THE EVENT
There are three main factors that make the festival such a success. First of all, the Salzburg Festival offers a broader artistic programme than any other festival; Salzburg features a unique and great selection of opera, drama and concerts; altogether, there are 192 performances in 41 days in 14 different venues, making it the largest and best-known international festival worldwide.Furthermore, visitors of the Salzburg Festival can combine the enjoyment of art with vacationing; Salzburg not only offers a picturesque city centre but it is also surrounded by beautiful countryside worth a visit. And finally, the Salzburg Festival has a certain flair, more than a touch of glamour, something hard to define, which is part of its fascinating aura.

THIS YEAR
Besides the three iconic Mozart operas, Don Giovanni, Cosi fan tutte and Le nozze di Figaro, there are going to be four world premieres. We open the festival with a world premiere from the sought-after British composer Thomas Adès. The opera, The Exterminating Angel, was commissioned by the Salzburg Festival based on the surrealist film of the same name by the Spanish director Luis Buñuel. In addition there is the world premiere of Halleluja – Oratorium balbulum by Peter Eötvös, based on a text by writer Péter Esterházy. Another highlight is the world premiere of Eine blassblaue Vision by Friedrich Cerha, commissioned by the Salzburg Festival and conducted by Cornelius Meister. The fourth world premiere taking place this year is Mark Simpson: Hommage à Kurtág for clarinet, viola and piano.

AMBIANCE
“Wherever one looks, the eye is enchanted. Every square, every street seems to be predestined to be the scene of a play. The atmosphere of Salzburg is pervaded by beauty, play and art.” These are the words of Max Reinhardt, who founded Salzburg Festival together with Hugo von Hofmannsthal and Richard Strauss in 1920. They envisioned turning the whole city into a stage – an idea that is revived every summer.
RUB SHOULDERS WITH
The target audience is people interested in the highest artistic quality. But part of Salzburg Festival’s flair is also a touch of glamour. Salzburg is a catwalk, a vanity fair and anyone who has ever experienced the arrival of guests before premieres in the famous Hofstallgasse (our address) feels ennobled.

STAY
Two of the city’s finest hotels that come highly recommended are Hotel Sacher (above) and Hotel Goldener Hirsch.

DINE
Visitors can sample traditional Austrian cuisine in Hotel Sacher or at Hotel Goldener Hirsch (above) or refer to the Salzburg Tourism website for additional suggestions.
WEAR
There is one word to define the dress code: elegant.
MUST DO
Great ideas by writers and composers such as Mozart, Shakespeare, Adès and Strauss, Bernhard, Beckett and Gounod provide the basis of the Salzburg Festival’s new stage productions in opera and theatre for 2016. Richard Strauss’s opera Die Liebe der Danae is part of the festival’s history.
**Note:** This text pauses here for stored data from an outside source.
use std::cell::OnceCell;
use std::sync::Arc;

use crate::FontError;
use crate::classify::{Classification, Style, Weight, classify};
use crate::tables::cmap::CharMap;
use crate::tables::head::Head;
use crate::tables::hhea::Hhea;
use crate::tables::hmtx::{self, GlyphMetrics};
use crate::tables::maxp::Maxp;
use crate::tables::name::{Name, name_id};
use crate::tables::post::Post;
use crate::tables::{FontIndex, TableDirectory, Tag};

/// The baselines a renderer can align text to.
#[derive(Debug, Clone, Copy, PartialEq, Eq, Hash)]
pub enum Baseline {
    Top,
    Hanging,
    Middle,
    Alphabetic,
    Bottom,
}

/// Everything the one-shot metrics parse produces: the five metric
/// tables plus the character map, decoded together.
#[derive(Debug)]
struct ParsedMetrics {
    units_per_em: u16,
    bbox: [i16; 4],
    ascender: i16,
    descender: i16,
    line_gap: i16,
    /// 16.16 fixed-point degrees.
    italic_angle: i32,
    glyphs: Vec<GlyphMetrics>,
    charmap: CharMap,
}

impl ParsedMetrics {
    fn parse(data: &[u8], table_offset: u32) -> Result<Self, FontError> {
        let directory = TableDirectory::parse(data, table_offset)?;
        let head = Head::parse(directory.get(Tag::HEAD)?)?;
        let hhea = Hhea::parse(directory.get(Tag::HHEA)?)?;
        let maxp = Maxp::parse(directory.get(Tag::MAXP)?)?;
        let glyphs = hmtx::parse(
            directory.get(Tag::HMTX)?,
            hhea.number_of_h_metrics,
            maxp.num_glyphs,
        )?;
        let post = Post::parse(directory.get(Tag::POST)?)?;
        let charmap = CharMap::parse(directory.get(Tag::CMAP)?, maxp.num_glyphs)?;
        Ok(Self {
            units_per_em: head.units_per_em,
            bbox: head.bbox,
            ascender: hhea.ascender,
            descender: hhea.descender,
            line_gap: hhea.line_gap,
            italic_angle: post.italic_angle,
            glyphs,
            charmap,
        })
    }
}

/// One font of a font file, ready to answer metric queries.
///
/// Opening a face decodes its names and classification, which is what
/// the registry needs to build descriptors cheaply. The metric tables
/// and the character map parse once, on the first query that needs
/// them; after that every query is a lookup.
///
/// The face shares ownership of the raw file image, so table slices
/// can alias it without copies for as long as any face is alive.
pub struct Face {
    data: Arc<Vec<u8>>,
    font_index: u32,
    table_offset: u32,
    family_name: Option<String>,
    sub_family_name: Option<String>,
    full_name: Option<String>,
    postscript_name: Option<String>,
    classification: Classification,
    metrics: OnceCell<ParsedMetrics>,
}

impl Face {
    /// Opens font `font_index` of a file image.
    pub fn parse(data: Arc<Vec<u8>>, font_index: u32) -> Result<Self, FontError> {
        let index = FontIndex::parse(&data)?;
        let table_offset = index
            .offset_for(font_index)
            .ok_or(FontError::FaceIndexOutOfBounds)?;
        let directory = TableDirectory::parse(&data, table_offset)?;

        let (family_name, sub_family_name, full_name, postscript_name) =
            match directory.find(Tag::NAME) {
                Some(name_data) => {
                    let name = Name::parse(name_data)?;
                    (
                        name.family()?,
                        name.sub_family()?,
                        name.resolve(name_id::FULL_NAME)?,
                        name.resolve(name_id::POSTSCRIPT_NAME)?,
                    )
                }
                None => (None, None, None, None),
            };
        let classification = classify(&directory, sub_family_name.as_deref())?;

        Ok(Self {
            data,
            font_index,
            table_offset,
            family_name,
            sub_family_name,
            full_name,
            postscript_name,
            classification,
            metrics: OnceCell::new(),
        })
    }

    /// Runs the one-shot metrics parse, or returns the already parsed
    /// state. The transition happens at most once per face.
    fn metrics(&self) -> Result<&ParsedMetrics, FontError> {
        if let Some(metrics) = self.metrics.get() {
            return Ok(metrics);
        }
        let parsed = ParsedMetrics::parse(&self.data, self.table_offset)?;
        Ok(self.metrics.get_or_init(|| parsed))
    }

    pub fn font_index(&self) -> u32 {
        self.font_index
    }

    pub fn family_name(&self) -> Option<&str> {
        self.family_name.as_deref()
    }

    pub fn sub_family_name(&self) -> Option<&str> {
        self.sub_family_name.as_deref()
    }

    pub fn full_name(&self) -> Option<&str> {
        self.full_name.as_deref()
    }

    pub fn postscript_name(&self) -> Option<&str> {
        self.postscript_name.as_deref()
    }

    pub fn weight(&self) -> Weight {
        self.classification.weight
    }

    pub fn style(&self) -> Style {
        self.classification.style
    }

    pub fn is_monospaced(&self) -> bool {
        self.classification.is_monospaced
    }

    /// The union of all glyph bounding boxes: xMin, yMin, xMax, yMax.
    pub fn bbox(&self) -> Result<[i16; 4], FontError> {
        Ok(self.metrics()?.bbox)
    }

    pub fn units_per_em(&self) -> Result<u16, FontError> {
        Ok(self.metrics()?.units_per_em)
    }

    /// `1 / units_per_em`, the factor that scales design units to em
    /// space.
    pub fn em_reciprocal(&self) -> Result<f32, FontError> {
        Ok(1.0 / f32::from(self.metrics()?.units_per_em))
    }

    pub fn ascent(&self) -> Result<i16, FontError> {
        Ok(self.metrics()?.ascender)
    }

    /// Conventionally negative.
    pub fn descent(&self) -> Result<i16, FontError> {
        Ok(self.metrics()?.descender)
    }

    pub fn line_gap(&self) -> Result<i16, FontError> {
        Ok(self.metrics()?.line_gap)
    }

    /// The default line-to-line distance:
    /// `ascender - descender + line_gap`.
    pub fn line_height(&self) -> Result<i32, FontError> {
        let metrics = self.metrics()?;
        Ok(i32::from(metrics.ascender) - i32::from(metrics.descender)
            + i32::from(metrics.line_gap))
    }

    /// The italic angle in degrees, counter-clockwise from vertical.
    pub fn italic_angle(&self) -> Result<f32, FontError> {
        Ok(self.metrics()?.italic_angle as f32 / 65536.0)
    }

    /// The offset of a baseline from the alphabetic baseline, in
    /// design units, normalized so ascender-to-descender spans one em.
    ///
    /// The hanging baseline is approximated by the ascent; resolving
    /// it properly would need the 'BASE' table.
    pub fn baseline_offset(&self, baseline: Baseline) -> Result<f32, FontError> {
        let metrics = self.metrics()?;
        let ascender = f32::from(metrics.ascender);
        let descender = f32::from(metrics.descender);
        let units_per_em = f32::from(metrics.units_per_em);
        let actual = ascender - descender;
        Ok(match baseline {
            Baseline::Top => ascender * units_per_em / actual,
            Baseline::Hanging => ascender,
            Baseline::Middle => 0.5 * (ascender + descender) * units_per_em / actual,
            Baseline::Alphabetic => 0.0,
            Baseline::Bottom => descender * units_per_em / actual,
        })
    }

    pub fn glyph_count(&self) -> Result<u16, FontError> {
        Ok(self.metrics()?.glyphs.len() as u16)
    }

    /// Whether the character map covers `c`. A covered codepoint may
    /// still map to glyph 0; coverage is membership, not renderability.
    pub fn has_glyph(&self, c: char) -> Result<bool, FontError> {
        Ok(self.metrics()?.charmap.contains(c as u32))
    }

    /// The glyph index for `c`, with 0 (the missing-glyph slot) for
    /// anything the character map does not cover.
    pub fn glyph_index(&self, c: char) -> Result<u16, FontError> {
        Ok(self
            .metrics()?
            .charmap
            .glyph_index(c as u32)
            .unwrap_or(0))
    }

    /// The glyph to render for `c`, falling back through the
    /// replacement character, DEL, `?` and space before settling on
    /// glyph 0. Fails with [`FontError::EmptyFont`] when the font has
    /// no glyphs at all.
    pub fn glyph_for(&self, c: char) -> Result<u16, FontError> {
        let metrics = self.metrics()?;
        if metrics.glyphs.is_empty() {
            return Err(FontError::EmptyFont);
        }
        for candidate in [c, '\u{FFFD}', '\u{7F}', '?', ' '] {
            if let Some(glyph) = metrics.charmap.glyph_index(candidate as u32) {
                return Ok(glyph);
            }
        }
        Ok(0)
    }

    fn glyph_metrics(&self, c: char) -> Result<GlyphMetrics, FontError> {
        let metrics = self.metrics()?;
        let glyph = metrics.charmap.glyph_index(c as u32).unwrap_or(0);
        metrics
            .glyphs
            .get(usize::from(glyph))
            .copied()
            .ok_or(FontError::EmptyFont)
    }

    pub fn left_side_bearing(&self, c: char) -> Result<i16, FontError> {
        Ok(self.glyph_metrics(c)?.left_side_bearing)
    }

    pub fn horizontal_advance(&self, c: char) -> Result<u16, FontError> {
        Ok(self.glyph_metrics(c)?.advance_width)
    }

    /// The advance of `text` in design units: the sum of per-codepoint
    /// advances, with unmapped codepoints contributing the
    /// missing-glyph advance.
    pub fn measure_text(&self, text: &str) -> Result<u32, FontError> {
        let mut width = 0u32;
        for c in text.chars() {
            width += u32::from(self.horizontal_advance(c)?);
        }
        Ok(width)
    }

    /// The codepoint ranges the character map covers, as half-open
    /// `[start, stop)` pairs.
    pub fn char_ranges(&self) -> Result<&[(u32, u32)], FontError> {
        Ok(self.metrics()?.charmap.ranges())
    }

    pub fn max_codepoint(&self) -> Result<u32, FontError> {
        Ok(self.metrics()?.charmap.max_codepoint())
    }
}

impl std::fmt::Debug for Face {
    fn fmt(&self, f: &mut std::fmt::Formatter<'_>) -> std::fmt::Result {
        f.debug_struct("Face")
            .field("font_index", &self.font_index)
            .field("family_name", &self.family_name)
            .field("sub_family_name", &self.sub_family_name)
            .field("weight", &self.classification.weight)
            .field("style", &self.classification.style)
            .field("parsed", &self.metrics.get().is_some())
            .finish()
    }
}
It can be viewed as a dream on three different levels – a mythological one about Danae’s contempt for gold, a conservative one about the indispensable nature of eternal human values and a utopian one of potential rebirth from a world in ruins. Concert performances of Manon Lescaut by Puccini and Thaïs by Massenet can be heard – and seen. The third opera to be presented in concert form, Il templario, also represents one of the themes of our concert programme, which explores the Vienna Philharmonic and its composers.

Otto Nicolai, the founder of the Vienna Philharmonic, wrote this opera – which was a great success in its day and unjustly neglected since – in 1840. Other substantial composers will be featured in this series including Brahms, Bruckner, Mahler and Strauss, as well as leading contemporary composers such as Arvo Pärt and Peter Eötvös, by whom we shall perform the world premiere of a major oratorio and who will also be showcased in the series Salzburg contemporary alongside Thomas Adès, Friedrich Cerha and György Kurtág.